INPUT:
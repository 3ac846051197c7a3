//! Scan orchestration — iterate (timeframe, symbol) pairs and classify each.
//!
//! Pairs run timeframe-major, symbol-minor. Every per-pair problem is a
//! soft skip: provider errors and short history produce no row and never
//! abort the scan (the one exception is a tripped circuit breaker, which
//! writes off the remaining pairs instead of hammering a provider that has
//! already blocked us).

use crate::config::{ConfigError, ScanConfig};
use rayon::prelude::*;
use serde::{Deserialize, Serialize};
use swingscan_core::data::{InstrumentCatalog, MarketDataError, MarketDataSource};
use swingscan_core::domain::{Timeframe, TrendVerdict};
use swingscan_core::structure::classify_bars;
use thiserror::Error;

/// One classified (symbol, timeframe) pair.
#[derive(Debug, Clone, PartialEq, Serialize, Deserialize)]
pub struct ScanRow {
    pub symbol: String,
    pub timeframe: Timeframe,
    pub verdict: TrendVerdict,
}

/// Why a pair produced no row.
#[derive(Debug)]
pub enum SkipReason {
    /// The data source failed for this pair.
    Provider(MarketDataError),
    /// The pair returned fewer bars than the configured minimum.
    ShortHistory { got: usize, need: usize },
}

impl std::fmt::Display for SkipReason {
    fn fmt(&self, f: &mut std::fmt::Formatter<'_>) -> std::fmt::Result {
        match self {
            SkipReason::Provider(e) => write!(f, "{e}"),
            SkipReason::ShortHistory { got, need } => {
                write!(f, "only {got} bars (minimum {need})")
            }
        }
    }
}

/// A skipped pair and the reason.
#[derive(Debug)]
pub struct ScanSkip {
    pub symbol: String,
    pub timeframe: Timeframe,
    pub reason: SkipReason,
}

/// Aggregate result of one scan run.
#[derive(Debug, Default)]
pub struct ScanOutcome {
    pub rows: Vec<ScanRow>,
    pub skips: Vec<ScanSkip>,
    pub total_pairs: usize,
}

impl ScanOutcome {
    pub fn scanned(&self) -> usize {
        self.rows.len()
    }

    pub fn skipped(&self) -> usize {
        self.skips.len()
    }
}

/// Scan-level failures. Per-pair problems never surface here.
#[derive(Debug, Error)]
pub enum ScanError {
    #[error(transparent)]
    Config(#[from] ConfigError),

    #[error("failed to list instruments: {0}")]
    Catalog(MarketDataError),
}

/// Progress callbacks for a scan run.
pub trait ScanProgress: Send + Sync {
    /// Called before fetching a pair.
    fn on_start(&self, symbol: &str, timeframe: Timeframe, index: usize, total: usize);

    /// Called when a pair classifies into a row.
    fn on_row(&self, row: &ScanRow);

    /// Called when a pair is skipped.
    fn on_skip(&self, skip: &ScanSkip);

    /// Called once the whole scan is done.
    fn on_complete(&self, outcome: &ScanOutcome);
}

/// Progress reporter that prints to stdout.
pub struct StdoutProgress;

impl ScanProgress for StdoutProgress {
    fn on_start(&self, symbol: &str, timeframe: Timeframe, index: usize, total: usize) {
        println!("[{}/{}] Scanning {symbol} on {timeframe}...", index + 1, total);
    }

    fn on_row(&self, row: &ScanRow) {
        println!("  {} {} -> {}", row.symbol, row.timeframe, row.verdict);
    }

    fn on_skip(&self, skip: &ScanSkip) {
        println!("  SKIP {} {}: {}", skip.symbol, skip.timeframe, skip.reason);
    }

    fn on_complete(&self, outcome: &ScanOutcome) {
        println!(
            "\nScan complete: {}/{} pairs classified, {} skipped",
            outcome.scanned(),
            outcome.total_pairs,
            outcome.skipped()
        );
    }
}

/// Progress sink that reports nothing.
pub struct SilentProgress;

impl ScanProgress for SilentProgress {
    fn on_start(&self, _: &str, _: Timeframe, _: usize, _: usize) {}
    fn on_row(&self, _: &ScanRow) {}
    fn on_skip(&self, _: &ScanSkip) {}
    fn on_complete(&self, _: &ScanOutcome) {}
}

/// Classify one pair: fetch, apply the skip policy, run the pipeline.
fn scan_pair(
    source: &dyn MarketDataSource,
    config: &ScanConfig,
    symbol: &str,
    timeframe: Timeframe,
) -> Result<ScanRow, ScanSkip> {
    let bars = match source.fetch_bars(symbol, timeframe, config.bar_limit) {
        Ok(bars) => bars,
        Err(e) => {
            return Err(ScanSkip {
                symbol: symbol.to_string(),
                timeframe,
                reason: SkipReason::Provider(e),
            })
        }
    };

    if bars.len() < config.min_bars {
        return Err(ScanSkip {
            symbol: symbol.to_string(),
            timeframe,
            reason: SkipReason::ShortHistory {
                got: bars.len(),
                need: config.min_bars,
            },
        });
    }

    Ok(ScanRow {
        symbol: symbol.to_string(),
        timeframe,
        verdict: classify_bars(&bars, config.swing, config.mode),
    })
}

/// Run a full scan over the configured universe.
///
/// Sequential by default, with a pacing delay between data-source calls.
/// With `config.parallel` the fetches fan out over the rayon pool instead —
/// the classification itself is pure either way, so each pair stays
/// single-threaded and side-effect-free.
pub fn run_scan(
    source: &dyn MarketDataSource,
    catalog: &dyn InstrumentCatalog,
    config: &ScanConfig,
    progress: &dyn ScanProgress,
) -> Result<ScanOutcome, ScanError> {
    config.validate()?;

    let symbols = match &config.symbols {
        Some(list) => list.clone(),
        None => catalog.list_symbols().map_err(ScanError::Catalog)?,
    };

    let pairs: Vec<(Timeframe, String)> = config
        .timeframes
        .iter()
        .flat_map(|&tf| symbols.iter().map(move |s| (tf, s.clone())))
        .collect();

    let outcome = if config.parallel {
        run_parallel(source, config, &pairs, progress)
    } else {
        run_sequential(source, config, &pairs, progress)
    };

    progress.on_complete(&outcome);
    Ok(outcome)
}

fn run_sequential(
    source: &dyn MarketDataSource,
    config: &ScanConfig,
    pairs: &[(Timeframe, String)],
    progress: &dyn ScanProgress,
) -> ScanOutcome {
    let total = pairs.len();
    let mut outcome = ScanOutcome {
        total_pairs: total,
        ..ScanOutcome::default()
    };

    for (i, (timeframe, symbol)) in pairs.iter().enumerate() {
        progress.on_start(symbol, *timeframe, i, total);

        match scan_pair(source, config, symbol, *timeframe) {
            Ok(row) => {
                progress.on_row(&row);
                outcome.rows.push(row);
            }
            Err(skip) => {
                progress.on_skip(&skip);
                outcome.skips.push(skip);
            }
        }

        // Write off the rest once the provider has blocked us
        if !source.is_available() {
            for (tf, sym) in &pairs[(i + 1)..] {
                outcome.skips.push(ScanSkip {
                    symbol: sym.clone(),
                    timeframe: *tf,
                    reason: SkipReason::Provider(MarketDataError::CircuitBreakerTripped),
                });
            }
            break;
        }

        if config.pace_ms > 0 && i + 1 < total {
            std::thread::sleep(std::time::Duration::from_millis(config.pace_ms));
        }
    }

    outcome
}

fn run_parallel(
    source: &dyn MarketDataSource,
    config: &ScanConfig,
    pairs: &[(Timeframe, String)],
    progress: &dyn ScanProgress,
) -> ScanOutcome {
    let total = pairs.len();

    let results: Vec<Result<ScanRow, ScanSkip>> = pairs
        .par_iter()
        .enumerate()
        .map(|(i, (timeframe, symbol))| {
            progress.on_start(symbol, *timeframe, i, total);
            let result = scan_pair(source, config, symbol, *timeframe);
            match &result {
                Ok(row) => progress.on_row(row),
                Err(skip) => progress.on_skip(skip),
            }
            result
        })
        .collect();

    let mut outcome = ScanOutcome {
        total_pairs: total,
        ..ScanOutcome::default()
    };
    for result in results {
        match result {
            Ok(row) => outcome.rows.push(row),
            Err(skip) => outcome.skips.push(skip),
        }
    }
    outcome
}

EXERCISE PROMPT:
Using the material above, write out each entry again with nothing changed.

SOLUTION:
repository 3ac846051197c7a3
//! Scan orchestration — iterate (timeframe, symbol) pairs and classify each.
//!
//! Pairs run timeframe-major, symbol-minor. Every per-pair problem is a
//! soft skip: provider errors and short history produce no row and never
//! abort the scan (the one exception is a tripped circuit breaker, which
//! writes off the remaining pairs instead of hammering a provider that has
//! already blocked us).

use crate::config::{ConfigError, ScanConfig};
use rayon::prelude::*;
use serde::{Deserialize, Serialize};
use swingscan_core::data::{InstrumentCatalog, MarketDataError, MarketDataSource};
use swingscan_core::domain::{Timeframe, TrendVerdict};
use swingscan_core::structure::classify_bars;
use thiserror::Error;

/// One classified (symbol, timeframe) pair.
#[derive(Debug, Clone, PartialEq, Serialize, Deserialize)]
pub struct ScanRow {
    pub symbol: String,
    pub timeframe: Timeframe,
    pub verdict: TrendVerdict,
}

/// Why a pair produced no row.
#[derive(Debug)]
pub enum SkipReason {
    /// The data source failed for this pair.
    Provider(MarketDataError),
    /// The pair returned fewer bars than the configured minimum.
    ShortHistory { got: usize, need: usize },
}

impl std::fmt::Display for SkipReason {
    fn fmt(&self, f: &mut std::fmt::Formatter<'_>) -> std::fmt::Result {
        match self {
            SkipReason::Provider(e) => write!(f, "{e}"),
            SkipReason::ShortHistory { got, need } => {
                write!(f, "only {got} bars (minimum {need})")
            }
        }
    }
}

/// A skipped pair and the reason.
#[derive(Debug)]
pub struct ScanSkip {
    pub symbol: String,
    pub timeframe: Timeframe,
    pub reason: SkipReason,
}

/// Aggregate result of one scan run.
#[derive(Debug, Default)]
pub struct ScanOutcome {
    pub rows: Vec<ScanRow>,
    pub skips: Vec<ScanSkip>,
    pub total_pairs: usize,
}

impl ScanOutcome {
    pub fn scanned(&self) -> usize {
        self.rows.len()
    }

    pub fn skipped(&self) -> usize {
        self.skips.len()
    }
}

/// Scan-level failures. Per-pair problems never surface here.
#[derive(Debug, Error)]
pub enum ScanError {
    #[error(transparent)]
    Config(#[from] ConfigError),

    #[error("failed to list instruments: {0}")]
    Catalog(MarketDataError),
}

/// Progress callbacks for a scan run.
pub trait ScanProgress: Send + Sync {
    /// Called before fetching a pair.
    fn on_start(&self, symbol: &str, timeframe: Timeframe, index: usize, total: usize);

    /// Called when a pair classifies into a row.
    fn on_row(&self, row: &ScanRow);

    /// Called when a pair is skipped.
    fn on_skip(&self, skip: &ScanSkip);

    /// Called once the whole scan is done.
    fn on_complete(&self, outcome: &ScanOutcome);
}

/// Progress reporter that prints to stdout.
pub struct StdoutProgress;

impl ScanProgress for StdoutProgress {
    fn on_start(&self, symbol: &str, timeframe: Timeframe, index: usize, total: usize) {
        println!("[{}/{}] Scanning {symbol} on {timeframe}...", index + 1, total);
    }

    fn on_row(&self, row: &ScanRow) {
        println!("  {} {} -> {}", row.symbol, row.timeframe, row.verdict);
    }

    fn on_skip(&self, skip: &ScanSkip) {
        println!("  SKIP {} {}: {}", skip.symbol, skip.timeframe, skip.reason);
    }

    fn on_complete(&self, outcome: &ScanOutcome) {
        println!(
            "\nScan complete: {}/{} pairs classified, {} skipped",
            outcome.scanned(),
            outcome.total_pairs,
            outcome.skipped()
        );
    }
}

/// Progress sink that reports nothing.
pub struct SilentProgress;

impl ScanProgress for SilentProgress {
    fn on_start(&self, _: &str, _: Timeframe, _: usize, _: usize) {}
    fn on_row(&self, _: &ScanRow) {}
    fn on_skip(&self, _: &ScanSkip) {}
    fn on_complete(&self, _: &ScanOutcome) {}
}

/// Classify one pair: fetch, apply the skip policy, run the pipeline.
fn scan_pair(
    source: &dyn MarketDataSource,
    config: &ScanConfig,
    symbol: &str,
    timeframe: Timeframe,
) -> Result<ScanRow, ScanSkip> {
    let bars = match source.fetch_bars(symbol, timeframe, config.bar_limit) {
        Ok(bars) => bars,
        Err(e) => {
            return Err(ScanSkip {
                symbol: symbol.to_string(),
                timeframe,
                reason: SkipReason::Provider(e),
            })
        }
    };

    if bars.len() < config.min_bars {
        return Err(ScanSkip {
            symbol: symbol.to_string(),
            timeframe,
            reason: SkipReason::ShortHistory {
                got: bars.len(),
                need: config.min_bars,
            },
        });
    }

    Ok(ScanRow {
        symbol: symbol.to_string(),
        timeframe,
        verdict: classify_bars(&bars, config.swing, config.mode),
    })
}

/// Run a full scan over the configured universe.
///
/// Sequential by default, with a pacing delay between data-source calls.
/// With `config.parallel` the fetches fan out over the rayon pool instead —
/// the classification itself is pure either way, so each pair stays
/// single-threaded and side-effect-free.
pub fn run_scan(
    source: &dyn MarketDataSource,
    catalog: &dyn InstrumentCatalog,
    config: &ScanConfig,
    progress: &dyn ScanProgress,
) -> Result<ScanOutcome, ScanError> {
    config.validate()?;

    let symbols = match &config.symbols {
        Some(list) => list.clone(),
        None => catalog.list_symbols().map_err(ScanError::Catalog)?,
    };

    let pairs: Vec<(Timeframe, String)> = config
        .timeframes
        .iter()
        .flat_map(|&tf| symbols.iter().map(move |s| (tf, s.clone())))
        .collect();

    let outcome = if config.parallel {
        run_parallel(source, config, &pairs, progress)
    } else {
        run_sequential(source, config, &pairs, progress)
    };

    progress.on_complete(&outcome);
    Ok(outcome)
}

fn run_sequential(
    source: &dyn MarketDataSource,
    config: &ScanConfig,
    pairs: &[(Timeframe, String)],
    progress: &dyn ScanProgress,
) -> ScanOutcome {
    let total = pairs.len();
    let mut outcome = ScanOutcome {
        total_pairs: total,
        ..ScanOutcome::default()
    };

    for (i, (timeframe, symbol)) in pairs.iter().enumerate() {
        progress.on_start(symbol, *timeframe, i, total);

        match scan_pair(source, config, symbol, *timeframe) {
            Ok(row) => {
                progress.on_row(&row);
                outcome.rows.push(row);
            }
            Err(skip) => {
                progress.on_skip(&skip);
                outcome.skips.push(skip);
            }
        }

        // Write off the rest once the provider has blocked us
        if !source.is_available() {
            for (tf, sym) in &pairs[(i + 1)..] {
                outcome.skips.push(ScanSkip {
                    symbol: sym.clone(),
                    timeframe: *tf,
                    reason: SkipReason::Provider(MarketDataError::CircuitBreakerTripped),
                });
            }
            break;
        }

        if config.pace_ms > 0 && i + 1 < total {
            std::thread::sleep(std::time::Duration::from_millis(config.pace_ms));
        }
    }

    outcome
}

fn run_parallel(
    source: &dyn MarketDataSource,
    config: &ScanConfig,
    pairs: &[(Timeframe, String)],
    progress: &dyn ScanProgress,
) -> ScanOutcome {
    let total = pairs.len();

    let results: Vec<Result<ScanRow, ScanSkip>> = pairs
        .par_iter()
        .enumerate()
        .map(|(i, (timeframe, symbol))| {
            progress.on_start(symbol, *timeframe, i, total);
            let result = scan_pair(source, config, symbol, *timeframe);
            match &result {
                Ok(row) => progress.on_row(row),
                Err(skip) => progress.on_skip(skip),
            }
            result
        })
        .collect();

    let mut outcome = ScanOutcome {
        total_pairs: total,
        ..ScanOutcome::default()
    };
    for result in results {
        match result {
            Ok(row) => outcome.rows.push(row),
            Err(skip) => outcome.skips.push(skip),
        }
    }
    outcome
}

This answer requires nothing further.